Polypeptide growth factors play key roles in the processes of cell migration and invasion. In this study, we have used cDNA microarrays to identify target genes whose expression is differentially modulated by the growth factors TGFbeta and EGF. HN4 and HN12 cell lines, established from primary tumor and a lymph node metastasis arising in one patient with head and neck squamous cell carcinoma, were treated with 2nM EGF or 50pM TGFbeta for 24h and extracted RNA was used to prepare labeled cDNAs which were hybridized to NCI UniGem 2.0 cDNA microarrays containing 9128 features. Results revealed constitutive overexpression of 41 genes and underexpression of 109 genes in metastatic HN12 compared to HN4 under conditions of serum withdrawal. Furthermore, TGFbeta treatment resulted in relative upregulation of 53 genes and downregulation of 91 genes in HN12 compared with HN4, whereas cells treated with EGF showed relative upregulation of 67 genes and downregulation of 113 genes. Partial overlap was found between TGFbeta and EGF-modulated gene sets.

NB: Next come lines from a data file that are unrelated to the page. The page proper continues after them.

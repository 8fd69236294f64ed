use std::collections::BTreeMap;
use std::sync::Arc;

use campus_core::model::{
    LearnerId, ProgressChange, ProgressPercent, ProgressRecord, ProgressSnapshot, SubjectId,
    TopicId, mean_completion,
};
use campus_core::overview::LearningOverview;
use campus_core::unlock::{TopicState, ordered_topic_states};
use storage::repository::{
    CatalogRepository, ProgressRepository, ProgressWrite, QuizAttemptRepository,
};

use crate::Clock;
use crate::error::ServiceError;
use crate::retry::with_backoff;

/// The progress ledger: one record per (learner, topic), last write wins.
#[derive(Clone)]
pub struct ProgressService {
    clock: Clock,
    catalog: Arc<dyn CatalogRepository>,
    progress: Arc<dyn ProgressRepository>,
    attempts: Arc<dyn QuizAttemptRepository>,
}

impl ProgressService {
    #[must_use]
    pub fn new(
        clock: Clock,
        catalog: Arc<dyn CatalogRepository>,
        progress: Arc<dyn ProgressRepository>,
        attempts: Arc<dyn QuizAttemptRepository>,
    ) -> Self {
        Self {
            clock,
            catalog,
            progress,
            attempts,
        }
    }

    /// Write the latest assessment for a topic.
    ///
    /// `percent` replaces whatever was stored; `additional_minutes` is added
    /// to the running total.
    ///
    /// # Errors
    ///
    /// Returns `ServiceError::Validation` if `percent` is outside `0..=100`
    /// (nothing is written), `ServiceError::NotFound` for an unknown topic, or
    /// `ServiceError::Storage` once retries are exhausted.
    pub async fn record_progress(
        &self,
        learner_id: LearnerId,
        topic_id: TopicId,
        percent: i32,
        additional_minutes: u32,
    ) -> Result<ProgressChange, ServiceError> {
        let percent = ProgressPercent::new(percent)?;
        let write = ProgressWrite {
            learner_id,
            topic_id,
            percent,
            additional_minutes,
            at: self.clock.now(),
        };
        let progress = &self.progress;
        let change = with_backoff("record_progress", || progress.record_progress(write))
            .await
            .map_err(ServiceError::missing("topic"))?;

        tracing::debug!(
            %learner_id,
            %topic_id,
            percent = percent.value(),
            previous = ?change.previous_percent,
            "progress recorded"
        );
        if change.newly_completed {
            tracing::info!(%learner_id, %topic_id, "topic completed");
        }
        Ok(change)
    }

    /// # Errors
    ///
    /// Returns `ServiceError::Storage` on read failures.
    pub async fn get_progress(
        &self,
        learner_id: LearnerId,
        topic_id: TopicId,
    ) -> Result<Option<ProgressRecord>, ServiceError> {
        let progress = &self.progress;
        Ok(with_backoff("get_progress", || progress.get_progress(learner_id, topic_id)).await?)
    }

    async fn snapshot(&self, learner_id: LearnerId) -> Result<ProgressSnapshot, ServiceError> {
        let progress = &self.progress;
        let records = with_backoff("list_progress", || progress.list_progress(learner_id)).await?;
        Ok(ProgressSnapshot::new(records))
    }

    /// Rounded mean of `progress_percent` over every topic of the subject;
    /// topics without a record count as 0, a subject without topics is 0.
    ///
    /// # Errors
    ///
    /// Returns `ServiceError::Storage` on read failures.
    pub async fn subject_completion_percent(
        &self,
        learner_id: LearnerId,
        subject_id: SubjectId,
    ) -> Result<u8, ServiceError> {
        let catalog = &self.catalog;
        let topics = with_backoff("list_topics", || catalog.list_topics(subject_id)).await?;
        let ids: Vec<TopicId> = topics.iter().map(|t| t.id()).collect();
        let snapshot = self.snapshot(learner_id).await?;
        Ok(mean_completion(&ids, &snapshot))
    }

    /// Completion per subject, in catalog order.
    ///
    /// # Errors
    ///
    /// Returns `ServiceError::Storage` on read failures.
    pub async fn completion_by_subject(
        &self,
        learner_id: LearnerId,
    ) -> Result<Vec<(String, u8)>, ServiceError> {
        let catalog = &self.catalog;
        let subjects = with_backoff("list_subjects", || catalog.list_subjects()).await?;
        let snapshot = self.snapshot(learner_id).await?;

        let mut out = Vec::with_capacity(subjects.len());
        for subject in subjects {
            let id = subject.id();
            let topics = with_backoff("list_topics", || catalog.list_topics(id)).await?;
            let ids: Vec<TopicId> = topics.iter().map(|t| t.id()).collect();
            out.push((subject.name().to_owned(), mean_completion(&ids, &snapshot)));
        }
        Ok(out)
    }

    /// Unlock state of each topic in the subject, ordered for display.
    ///
    /// # Errors
    ///
    /// Returns `ServiceError::NotFound` for an unknown subject or
    /// `ServiceError::Storage` on read failures.
    pub async fn topic_states(
        &self,
        learner_id: LearnerId,
        subject_id: SubjectId,
    ) -> Result<Vec<(TopicId, TopicState)>, ServiceError> {
        let catalog = &self.catalog;
        if with_backoff("get_subject", || catalog.get_subject(subject_id))
            .await?
            .is_none()
        {
            return Err(ServiceError::NotFound("subject"));
        }
        let topics = with_backoff("list_topics", || catalog.list_topics(subject_id)).await?;
        let snapshot = self.snapshot(learner_id).await?;
        Ok(ordered_topic_states(&topics, &snapshot))
    }

    /// Whether the learner may open the topic right now.
    ///
    /// # Errors
    ///
    /// Returns `ServiceError::NotFound` for an unknown topic or
    /// `ServiceError::Storage` on read failures.
    pub async fn topic_state(
        &self,
        learner_id: LearnerId,
        topic_id: TopicId,
    ) -> Result<TopicState, ServiceError> {
        let catalog = &self.catalog;
        let topic = with_backoff("get_topic", || catalog.get_topic(topic_id))
            .await?
            .ok_or(ServiceError::NotFound("topic"))?;
        let states: BTreeMap<TopicId, TopicState> = self
            .topic_states(learner_id, topic.subject_id())
            .await?
            .into_iter()
            .collect();
        states
            .get(&topic_id)
            .copied()
            .ok_or(ServiceError::NotFound("topic"))
    }

    /// Dashboard totals across every subject.
    ///
    /// # Errors
    ///
    /// Returns `ServiceError::Storage` on read failures.
    pub async fn overview(&self, learner_id: LearnerId) -> Result<LearningOverview, ServiceError> {
        let catalog = &self.catalog;
        let attempts_repo = &self.attempts;
        let subjects = with_backoff("list_subjects", || catalog.list_subjects()).await?;
        let mut topic_ids = Vec::new();
        for subject in &subjects {
            let id = subject.id();
            let topics = with_backoff("list_topics", || catalog.list_topics(id)).await?;
            topic_ids.extend(topics.iter().map(|t| t.id()));
        }
        let snapshot = self.snapshot(learner_id).await?;
        let attempts =
            with_backoff("list_attempts", || attempts_repo.list_attempts(learner_id)).await?;
        Ok(LearningOverview::compute(&topic_ids, &snapshot, &attempts))
    }
}

#[cfg(test)]
mod tests {
    use super::*;
    use campus_core::ValidationError;
    use campus_core::model::{Subject, Topic};
    use campus_core::time::fixed_now;
    use storage::repository::Storage;

    async fn setup() -> (ProgressService, Storage) {
        let storage = Storage::in_memory();
        storage
            .catalog
            .upsert_subject(&Subject::new(SubjectId::new(1), "Math").unwrap())
            .await
            .unwrap();
        for (id, order) in [(1, 0), (2, 1), (3, 2)] {
            let topic =
                Topic::new(TopicId::new(id), SubjectId::new(1), format!("T{id}"), order).unwrap();
            storage.catalog.upsert_topic(&topic).await.unwrap();
        }
        let service = ProgressService::new(
            Clock::fixed(fixed_now()),
            Arc::clone(&storage.catalog),
            Arc::clone(&storage.progress),
            Arc::clone(&storage.quiz_attempts),
        );
        (service, storage)
    }

    fn learner() -> LearnerId {
        LearnerId::random()
    }

    #[tokio::test]
    async fn out_of_range_percent_writes_nothing() {
        let (service, _) = setup().await;
        let learner = learner();
        for bad in [-1, 101] {
            let err = service
                .record_progress(learner, TopicId::new(1), bad, 5)
                .await
                .unwrap_err();
            assert!(matches!(
                err,
                ServiceError::Validation(ValidationError::PercentOutOfRange(_))
            ));
        }
        assert!(
            service
                .get_progress(learner, TopicId::new(1))
                .await
                .unwrap()
                .is_none()
        );
    }

    #[tokio::test]
    async fn completion_is_stamped_once() {
        let (service, _) = setup().await;
        let learner = learner();
        let first = service
            .record_progress(learner, TopicId::new(1), 100, 10)
            .await
            .unwrap();
        assert!(first.newly_completed);
        let second = service
            .record_progress(learner, TopicId::new(1), 100, 0)
            .await
            .unwrap();
        assert!(!second.newly_completed);
        assert_eq!(second.record.completed_at(), first.record.completed_at());
    }

    #[tokio::test]
    async fn unknown_topic_is_not_found() {
        let (service, _) = setup().await;
        let err = service
            .record_progress(learner(), TopicId::new(77), 10, 0)
            .await
            .unwrap_err();
        assert!(matches!(err, ServiceError::NotFound("topic")));
    }

    #[tokio::test]
    async fn subject_completion_counts_missing_topics_as_zero() {
        let (service, _) = setup().await;
        let learner = learner();
        service
            .record_progress(learner, TopicId::new(1), 100, 0)
            .await
            .unwrap();
        service
            .record_progress(learner, TopicId::new(2), 50, 0)
            .await
            .unwrap();
        let percent = service
            .subject_completion_percent(learner, SubjectId::new(1))
            .await
            .unwrap();
        assert_eq!(percent, 50);
        assert_eq!(
            service
                .subject_completion_percent(learner, SubjectId::new(9))
                .await
                .unwrap(),
            0
        );
    }

    #[tokio::test]
    async fn topic_states_follow_completion() {
        let (service, _) = setup().await;
        let learner = learner();
        service
            .record_progress(learner, TopicId::new(1), 100, 0)
            .await
            .unwrap();
        let states = service
            .topic_states(learner, SubjectId::new(1))
            .await
            .unwrap();
        assert_eq!(
            states,
            vec![
                (TopicId::new(1), TopicState::Completed),
                (TopicId::new(2), TopicState::Available),
                (TopicId::new(3), TopicState::Locked),
            ]
        );
        assert_eq!(
            service.topic_state(learner, TopicId::new(3)).await.unwrap(),
            TopicState::Locked
        );
    }

    #[tokio::test]
    async fn overview_summarises_ledger() {
        let (service, _) = setup().await;
        let learner = learner();
        service
            .record_progress(learner, TopicId::new(1), 100, 45)
            .await
            .unwrap();
        service
            .record_progress(learner, TopicId::new(2), 50, 20)
            .await
            .unwrap();
        let overview = service.overview(learner).await.unwrap();
        assert_eq!(overview.topics_completed, 1);
        assert_eq!(overview.total_topics, 3);
        assert_eq!(overview.overall_completion_percent, 33);
        assert_eq!(overview.total_time_spent_minutes, 65);
        assert_eq!(overview.average_quiz_score, None);
    }
}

Results were verified for a subset of each category using quantitative PCR, western blotting and zymography. The data indicate that TGFbeta and EGF differentially affect gene expression in primary and metastatic HNSCC cells, and likely contribute to the invasive properties of metastatic cells through regulation of both common and specific mediators for each growth factor.